Jangan Sedih Lagi

Nadin menatap pantulan tubuhnya di cermin meja rias. Sekarang Nadin tidak perlu menggunakan manset ketat lagi. Sejak Garda mengetahui tentang luka di tubuhnya. Nadin mulai membiasakan diri tanpa benda itu lagi. Jelas hal itu membuat dia merasa lebih nyaman.

Sebenarnya ada rasa tidak percaya diri yang wanita itu miliki. Semua wanita tentu saja menginginkan tubuh yang bersih dan terjaga. Lain dengan Nadin yang menggunakan tubuhnya sebagai objek pelampiasan.

Nadin menatap sendu pada bekas goresan di perut dan dadanya. Kedua matanya lagi-lagi berkaca-kaca. Wanita itu selalu berpikir. Apa suaminya tidak merasa geli dan jijik dengan tubuhnya. Semantara dia sendiri merasa begitu benci pada dirinya sendiri.

"Nadin."

Suara panggilan dari Garda membat Nadin terperanjat. Gadis itu segera membenahi piyamanya yang sempat dia singkap ke atas.

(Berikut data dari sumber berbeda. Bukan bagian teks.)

#[cfg(test)]
#[allow(clippy::unwrap_used, clippy::expect_used)]
mod tests {
    use super::*;
    use crate::locator::{BoundingBox, Selector};
    use crate::mock::{MockElement, MockSession, MockSite};

    fn session_with(body: MockElement) -> MockSession {
        let site = MockSite::new().with_static_page("https://afisha.test/moscow", body);
        MockSession::new(site.into_shared())
    }

    async fn loaded(body: MockElement) -> MockSession {
        let session = session_with(body);
        session
            .navigate("https://afisha.test/moscow", LoadState::Load)
            .await
            .unwrap();
        session
    }

    fn fast() -> WaitOptions {
        WaitOptions::new().with_timeout(60).with_poll_interval(5)
    }

    mod load_state_tests {
        use super::*;

        #[test]
        fn test_event_names() {
            assert_eq!(LoadState::Load.to_string(), "load");
            assert_eq!(LoadState::DomContentLoaded.to_string(), "DOMContentLoaded");
            assert_eq!(LoadState::default(), LoadState::Load);
        }

        #[test]
        fn test_dom_content_loaded_accepts_interactive() {
            assert!(LoadState::DomContentLoaded.ready_states().contains(&"interactive"));
            assert!(!LoadState::Load.ready_states().contains(&"interactive"));
        }

        #[test]
        fn test_wait_options_builder() {
            let opts = WaitOptions::new().with_timeout(10).with_poll_interval(2);
            assert_eq!(opts.timeout(), Duration::from_millis(10));
            assert_eq!(opts.poll_interval(), Duration::from_millis(2));
        }
    }

    mod wait_for_state_tests {
        use super::*;

        #[tokio::test]
        async fn test_attached_and_visible_succeed() {
            let session = loaded(MockElement::new("body").child(
                MockElement::new("h2").test_id("eventsFeed.title").text("Концерты"),
            ))
            .await;
            let title = Locator::new(Selector::test_id("eventsFeed.title"));
            wait_for_state(&session, &title, ElementState::Attached, fast())
                .await
                .unwrap();
            wait_for_state(&session, &title, ElementState::Visible, fast())
                .await
                .unwrap();
        }

        #[tokio::test]
        async fn test_missing_element_is_not_found() {
            let session = loaded(MockElement::new("body")).await;
            let err = wait_for_state(
                &session,
                &Locator::new(Selector::test_id("nope")),
                ElementState::Attached,
                fast(),
            )
            .await
            .unwrap_err();
            assert!(matches!(err, ProbeError::ElementNotFound { .. }));
        }

        #[tokio::test]
        async fn test_hidden_element_times_out_on_visible() {
            let session = loaded(
                MockElement::new("body").child(MockElement::new("div").test_id("hidden").hidden()),
            )
            .await;
            let hidden = Locator::new(Selector::test_id("hidden"));
            wait_for_state(&session, &hidden, ElementState::Attached, fast())
                .await
                .unwrap();
            let err = wait_for_state(&session, &hidden, ElementState::Visible, fast())
                .await
                .unwrap_err();
            assert!(matches!(err, ProbeError::StateTimeout { ref state, .. } if state == "visible"));
        }
    }

    mod url_change_tests {
        use super::*;

        #[tokio::test]
        async fn test_unchanged_url_is_navigation_failure() {
            let session = loaded(MockElement::new("body")).await;
            let err = wait_for_url_change(&session, "https://afisha.test/moscow", fast())
                .await
                .unwrap_err();
            assert!(matches!(err, ProbeError::NavigationFailure { .. }));
        }

        #[tokio::test]
        async fn test_changed_url_is_returned() {
            let session = loaded(MockElement::new("body")).await;
            let url = wait_for_url_change(&session, "about:blank", fast())
                .await
                .unwrap();
            assert_eq!(url, "https://afisha.test/moscow");
        }
    }

    mod settle_tests {
        use super::*;

        #[tokio::test]
        async fn test_fixed_settle_sleeps() {
            let session = loaded(MockElement::new("body")).await;
            let probe = SettleProbe::Boxes(Locator::new(Selector::tag("div")));
            let start = std::time::Instant::now();
            settle(&session, Settle::fixed(20), &probe).await.unwrap();
            assert!(start.elapsed() >= Duration::from_millis(20));
        }

        #[tokio::test]
        async fn test_until_stable_returns_on_static_page() {
            let session = loaded(MockElement::new("body").child(
                MockElement::new("div")
                    .test_id("card")
                    .bbox(BoundingBox::new(1.0, 1.0, 10.0, 10.0)),
            ))
            .await;
            let probe = SettleProbe::Boxes(Locator::new(Selector::test_id("card")));
            let start = std::time::Instant::now();
            settle(&session, Settle::until_stable(0, 5, 1_000), &probe)
                .await
                .unwrap();
            assert!(start.elapsed() < Duration::from_millis(1_000));
        }

        #[tokio::test]
        async fn test_until_stable_polls_through_transition() {
            let session = loaded(MockElement::new("body").child(
                MockElement::new("svg").test_id("arrow").animate(
                    "stroke",
                    ["rgb(0, 0, 0)", "rgb(64, 0, 0)", "rgb(128, 0, 0)", "rgb(255, 0, 0)"],
                ),
            ))
            .await;
            let arrow = Locator::new(Selector::test_id("arrow"));
            let probe = SettleProbe::style(arrow.clone(), "stroke");
            let start = std::time::Instant::now();
            settle(&session, Settle::until_stable(0, 2, 1_000), &probe)
                .await
                .unwrap();
            assert!(start.elapsed() < Duration::from_millis(1_000));
            // settled only once the last frame was read twice
            assert_eq!(
                session.computed_style(&arrow, "stroke").await.unwrap(),
                "rgb(255, 0, 0)"
            );
        }

        #[tokio::test]
        async fn test_until_stable_gives_up_at_bound() {
            let session = loaded(MockElement::new("body").child(
                MockElement::new("svg")
                    .test_id("arrow")
                    .animate_forever("stroke", ["rgb(0, 0, 0)", "rgb(255, 0, 0)"]),
            ))
            .await;
            let probe = SettleProbe::style(Locator::new(Selector::test_id("arrow")), "stroke");
            let start = std::time::Instant::now();
            settle(&session, Settle::until_stable(0, 2, 40), &probe)
                .await
                .unwrap();
            let elapsed = start.elapsed();
            assert!(elapsed >= Duration::from_millis(40));
            assert!(elapsed < Duration::from_millis(1_000));
        }

        #[tokio::test]
        async fn test_style_probe_on_missing_element_errors() {
            let session = loaded(MockElement::new("body")).await;
            let probe = SettleProbe::style(Locator::new(Selector::test_id("nope")), "color");
            assert!(settle(&session, Settle::until_stable(0, 5, 50), &probe)
                .await
                .is_err());
        }

        #[test]
        fn test_settle_serde_tagged() {
            let yaml = serde_yaml_ng::to_string(&Settle::fixed(300)).unwrap();
            assert!(yaml.contains("mode: fixed"));
            let back: Settle = serde_yaml_ng::from_str(&yaml).unwrap();
            assert_eq!(back, Settle::fixed(300));
        }
    }
}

Nadin membalikkan badannya dengan senyum yang mulai bersemai di wajah cantiknya. Gadis itu segera berlari kecil menghampiri Garda yang masih di depan pintu.

"Yeyy! Suami aku sudah pulang!" sorak Nadin semangat. Gadis itu langsung memeluk tubuh kekar suaminya.

Garda menangkap tubuh Nadin dengan kekehan ringan. Dibalasnya pelukan hangat itu dengan satu tangan yang bebas. "Senang sekali kalau saya pulang," gumam Garda.

Setiap pulang kerja Garda pasti selalu disambut gembira oleh Nadin. Hal itu yang tanpa Garda sadari selalu ia nantikan. Rasanya seakan penat yang ia lalui seharian meluap seiring dekapan istrinya.

"Seneng, dong! Apa lagi suami aku tambah ganteng kalau habis kerja," ujar Nadin dengan wajah ceria.

Gadis itu melepaskan dekapannya dengan Garda. Menarik pria itu agar masuk ke dalam kamar. "Sini-sini aku bantu lepas kemejanya." Nadin berdiri di hadapan Garda. Bersiap membantu melepas kancing kemeja suaminya.

"Kok mata kamu berair?" tanya Garda setelah mengamati wajah Nadin. "Habis nangis?" tanya Garda lagi.

"Enggak kok," jawab Nadin. Dia enggan menatap Garda. Lebih memilih fokus pada kegiatannya.

"Coba tatap wajah saya kalau gitu," titah Garda.

Melihat Nadin yang tak kunjung mendongakkan kepalanya mebuat Garda turun tangan. Pria itu mengangkat dagu Nadin sampai wajahnyua terangkat.

"Kenapa?" tanya Garda langsung pada intinya. Melihat mata berkaca-kaca Nadin.

"Aku gak papa, Mas Dana" jawab Nadin.

"Saya tanya kenapa?" tanya Garda lagi dengan wajah serius.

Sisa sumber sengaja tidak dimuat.